RUBEN PATER  Sim, a maioria das pessoas que os compram são estudantes. Não era essa a intenção, mas foi o que descobri.

FD  O que pretendias, então?

RP  Honestamente, não pensei que viesse a escrever livros. Não era algo que ambicionasse. Se os escrevi, foi porque faltava alguma coisa. Pode parecer um pouco auto-indulgente, mas penso que é bom aceitar que fazemos coisas porque gostamos, não é? Ao mesmo tempo em que trabalhava em ateliers comerciais, fazia o mestrado [em design gráfico] do Sandberg Instituut [o programa de estudos pós-graduados da Gerrit Rietveld Academie] em Amesterdão. Foi lá que conheci muitos designers que nunca tinham trabalhado em ateliers e que abordavam tudo do ponto de vista teórico ou artístico. Enquanto eles tinham vindo directamente da licenciatura para o mestrado e organizavam exposições, eu trabalhava como designer. Para os meus colegas de trabalho, eu era demasiado elitista e usava palavras difíceis. Já para as pessoas do Sandberg, eu era demasiado comercial. Movimentava-me constantemente entre esses dois mundos. Foi com a minha namorada da altura, que estava em estudos culturais, que me apercebi que em estudos culturais se aprende realmente o que é o design. A bibliografia do curso explica o que as imagens fazem e como a ideologia influencia o design. Isto, no meu curso, aprende-se fazendo. Essas leituras deveriam ser obrigatórias em todas as escolas de design, o que não acontece. Mas embora estes livros expliquem que todas as imagens são ideológicas ou que toda a comunicação é enviesada, não nos dão muitos exemplos. Pensei, então, que tinha de traduzir isto para quem nunca leu Foucault, ou este ou aquele livro. Esta «tradução», de que eu gosto, representa também um pouco a minha posição intermédia.

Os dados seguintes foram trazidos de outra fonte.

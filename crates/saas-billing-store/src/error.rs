//! Error types for saas-billing storage.

use saas_billing_core::BillingError;

/// Result type for storage operations.
pub type Result<T> = std::result::Result<T, StoreError>;

/// Errors that can occur in storage operations.
#[derive(Debug, thiserror::Error)]
pub enum StoreError {
    /// Database operation failed.
    #[error("database error: {0}")]
    Database(String),

    /// Serialization/deserialization failed.
    #[error("serialization error: {0}")]
    Serialization(String),

    /// Record not found.
    #[error("not found")]
    NotFound,

    /// A subscription already exists for the tenant.
    #[error("subscription already exists")]
    AlreadyExists,

    /// The stored version differs from the caller's view.
    #[error("version conflict: expected={expected}, actual={actual}")]
    Conflict {
        /// Version the caller read.
        expected: u64,
        /// Version currently stored.
        actual: u64,
    },

    /// The idempotency key was already used.
    #[error("duplicate idempotency key: {key}")]
    DuplicateIdempotencyKey {
        /// The key that was reused.
        key: String,
    },

    /// Stored data violates an invariant the store relies on.
    #[error("inconsistent store: {0}")]
    Inconsistent(String),
}

impl From<StoreError> for BillingError {
    fn from(err: StoreError) -> Self {
        match err {
            StoreError::DuplicateIdempotencyKey { key } => Self::DuplicateRequest { key },
            StoreError::Serialization(msg) => Self::Serialization(msg),
            other => Self::Storage(other.to_string()),
        }
    }
}
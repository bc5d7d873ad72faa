pub mod migrations;
pub mod models;
pub mod queries;

use anyhow::Result;
use rusqlite::Connection;
use std::path::Path;
use std::sync::Mutex;
use tracing::info;

pub struct Database {
    conn: Mutex<Connection>,
}

impl Database {
    pub fn open(path: &Path) -> Result<Self> {
        let conn = Connection::open(path)?;

        // WAL mode for concurrent reads
        conn.pragma_update(None, "journal_mode", "WAL")?;

        migrations::run(&conn)?;

        info!("Database opened at {}", path.display());
        Ok(Self {
            conn: Mutex::new(conn),
        })
    }

    /// In-memory database for tests and throwaway runs.
    pub fn open_in_memory() -> Result<Self> {
        let conn = Connection::open_in_memory()?;
        migrations::run(&conn)?;
        Ok(Self {
            conn: Mutex::new(conn),
        })
    }

    pub fn with_conn<F, T>(&self, f: F) -> Result<T>
    where
        F: FnOnce(&Connection) -> Result<T>,
    {
        let conn = self
            .conn
            .lock()
            .map_err(|e| anyhow::anyhow!("DB lock poisoned: {}", e))?;
        f(&conn)
    }

    pub fn with_conn_mut<F, T>(&self, f: F) -> Result<T>
    where
        F: FnOnce(&mut Connection) -> Result<T>,
    {
        let mut conn = self
            .conn
            .lock()
            .map_err(|e| anyhow::anyhow!("DB lock poisoned: {}", e))?;
        f(&mut conn)
    }
}
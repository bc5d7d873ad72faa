use crate::Database;
use crate::models::{NoteRow, ts_to_sql};
use anyhow::Result;
use chrono::{DateTime, Utc};
use jot_types::api::UpdateNoteRequest;
use jot_types::models::Note;
use rusqlite::{OptionalExtension, Row, params};
use uuid::Uuid;

const NOTE_COLUMNS: &str =
    "id, owner, title, body, created_at, remind_at, delivered, delivered_at";

fn note_from_row(row: &Row<'_>) -> rusqlite::Result<NoteRow> {
    Ok(NoteRow {
        id: row.get(0)?,
        owner: row.get(1)?,
        title: row.get(2)?,
        body: row.get(3)?,
        created_at: row.get(4)?,
        remind_at: row.get(5)?,
        delivered: row.get(6)?,
        delivered_at: row.get(7)?,
    })
}

impl Database {
    /// Insert a note. The store assigns the id and creation time.
    pub fn insert_note(
        &self,
        owner: &str,
        title: &str,
        body: &str,
        remind_at: Option<DateTime<Utc>>,
    ) -> Result<Note> {
        let note = Note {
            id: Uuid::new_v4(),
            owner: owner.to_string(),
            title: title.to_string(),
            body: body.to_string(),
            created_at: Utc::now(),
            remind_at,
            delivered: false,
            delivered_at: None,
        };

        self.with_conn_mut(|conn| {
            conn.execute(
                "INSERT INTO notes (id, owner, title, body, created_at, remind_at)
                 VALUES (?1, ?2, ?3, ?4, ?5, ?6)",
                params![
                    note.id.to_string(),
                    note.owner,
                    note.title,
                    note.body,
                    ts_to_sql(note.created_at),
                    note.remind_at.map(ts_to_sql),
                ],
            )?;
            Ok(())
        })?;

        Ok(note)
    }

    /// Point lookup, scoped to the owner. A note owned by someone else
    /// is indistinguishable from a missing one.
    pub fn get_note(&self, id: Uuid, owner: &str) -> Result<Option<Note>> {
        self.with_conn(|conn| {
            let row = conn
                .query_row(
                    &format!("SELECT {NOTE_COLUMNS} FROM notes WHERE id = ?1 AND owner = ?2"),
                    params![id.to_string(), owner],
                    note_from_row,
                )
                .optional()?;
            row.map(NoteRow::into_note).transpose()
        })
    }

    /// All of a user's notes, newest first.
    pub fn list_notes(&self, owner: &str) -> Result<Vec<Note>> {
        self.with_conn(|conn| {
            let mut stmt = conn.prepare(&format!(
                "SELECT {NOTE_COLUMNS} FROM notes WHERE owner = ?1 ORDER BY created_at DESC"
            ))?;
            let rows = stmt
                .query_map([owner], note_from_row)?
                .collect::<Result<Vec<_>, _>>()?;
            rows.into_iter().map(NoteRow::into_note).collect()
        })
    }

    /// Undelivered notes whose reminder time has passed.
    pub fn find_due(&self, now: DateTime<Utc>) -> Result<Vec<Note>> {
        self.with_conn(|conn| {
            let mut stmt = conn.prepare(&format!(
                "SELECT {NOTE_COLUMNS} FROM notes
                 WHERE remind_at IS NOT NULL AND remind_at <= ?1 AND delivered = 0
                 ORDER BY remind_at"
            ))?;
            let rows = stmt
                .query_map([ts_to_sql(now)], note_from_row)?
                .collect::<Result<Vec<_>, _>>()?;
            rows.into_iter().map(NoteRow::into_note).collect()
        })
    }

    /// Partial update of the mutable fields. `remind_at` is tri-state:
    /// absent keeps the stored value, null clears it, a value sets it.
    /// Delivery state and ownership are not reachable through this path.
    pub fn update_note(
        &self,
        id: Uuid,
        owner: &str,
        patch: &UpdateNoteRequest,
    ) -> Result<Option<Note>> {
        self.with_conn_mut(|conn| {
            let current = conn
                .query_row(
                    &format!("SELECT {NOTE_COLUMNS} FROM notes WHERE id = ?1 AND owner = ?2"),
                    params![id.to_string(), owner],
                    note_from_row,
                )
                .optional()?;

            let Some(current) = current else {
                return Ok(None);
            };
            let mut note = current.into_note()?;

            if let Some(title) = &patch.title {
                note.title = title.clone();
            }
            if let Some(body) = &patch.body {
                note.body = body.clone();
            }
            if let Some(remind_at) = patch.remind_at {
                note.remind_at = remind_at;
            }

            conn.execute(
                "UPDATE notes SET title = ?3, body = ?4, remind_at = ?5
                 WHERE id = ?1 AND owner = ?2",
                params![
                    id.to_string(),
                    owner,
                    note.title,
                    note.body,
                    note.remind_at.map(ts_to_sql),
                ],
            )?;

            Ok(Some(note))
        })
    }

    pub fn delete_note(&self, id: Uuid, owner: &str) -> Result<bool> {
        self.with_conn_mut(|conn| {
            let deleted = conn.execute(
                "DELETE FROM notes WHERE id = ?1 AND owner = ?2",
                params![id.to_string(), owner],
            )?;
            Ok(deleted > 0)
        })
    }

    /// One-way pending -> delivered transition. Returns true iff this
    /// call performed it; a second caller always sees false. This is the
    /// dedup backstop for overlapping scan runs and create-time delivery.
    pub fn mark_delivered(&self, id: Uuid, at: DateTime<Utc>) -> Result<bool> {
        self.with_conn_mut(|conn| {
            let changed = conn.execute(
                "UPDATE notes SET delivered = 1, delivered_at = ?2
                 WHERE id = ?1 AND delivered = 0",
                params![id.to_string(), ts_to_sql(at)],
            )?;
            Ok(changed == 1)
        })
    }
}
use chrono::{DateTime, Utc};
use serde::{Deserialize, Serialize};
use uuid::Uuid;

/// Events pushed to clients over the notification stream.
///
/// These go out as unnamed SSE events; the JSON payload carries the
/// `type` tag. Forced termination is a separate named `close` event
/// (see [`CloseReason`]).
#[derive(Debug, Clone, Serialize, Deserialize)]
#[serde(tag = "type", rename_all = "camelCase")]
pub enum PushEvent {
    /// First event on every stream: the channel is registered and live.
    #[serde(rename_all = "camelCase")]
    Connected {
        /// Hint for how long the client should expect this connection to
        /// live before it must reconnect.
        reconnect_after_secs: u64,
        at: DateTime<Utc>,
    },

    /// A reminder came due.
    #[serde(rename_all = "camelCase")]
    NoteDue {
        id: Uuid,
        title: String,
        body: String,
    },
}

/// Why the server is force-closing a stream.
#[derive(Debug, Clone, Copy, PartialEq, Eq, Serialize, Deserialize)]
#[serde(rename_all = "lowercase")]
pub enum CloseReason {
    /// A newer connection for the same user replaced this one.
    Replaced,
    /// The connection outlived its time-to-live.
    Ttl,
}

impl CloseReason {
    pub fn as_str(&self) -> &'static str {
        match self {
            Self::Replaced => "replaced",
            Self::Ttl => "ttl",
        }
    }
}

/// Payload of the named `close` SSE event.
#[derive(Debug, Clone, Serialize, Deserialize)]
pub struct ClosePayload {
    pub reason: CloseReason,
}

/// What travels over a channel between the registry and a stream task.
#[derive(Debug, Clone)]
pub enum StreamFrame {
    Event(PushEvent),
    /// Emit a `close` event and terminate the stream.
    Close(CloseReason),
}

Comecei a recolher exemplos visuais que reflectissem o que andava a ler de filosofia e estudos culturais, para os poder traduzir sem me estar sempre a referir ou a voltar ao que um velho, branco e europeu escreveu há muito tempo.

FD  Estudaste primeiro design numa escola mais técnica, foi?

RP  Nos Países Baixos é comum estudar-se primeiro numa espécie de escola de artes ou de ciências aplicadas, antes de se entrar na universidade. É por isso muito superficial em termos de teoria. Na minha escola [St. Joost School of Art and Design, em Breda] tinha umas poucas horas de teoria por semana e não precisávamos de ler ou escrever muito. Havia tutores e os exercícios eram muito sólidos a nível conceptual, mas sempre perspectivados em função do cliente. Até o nosso projecto final era um livro ou cartazes para tal ou tal cliente. Isso é muito diferente do que eu, por exemplo, ensino hoje em dia ou do tipo de trabalhos com que os estudantes se formam. Por volta dos anos 2000, comecei imediatamente a trabalhar porque precisava de ganhar dinheiro.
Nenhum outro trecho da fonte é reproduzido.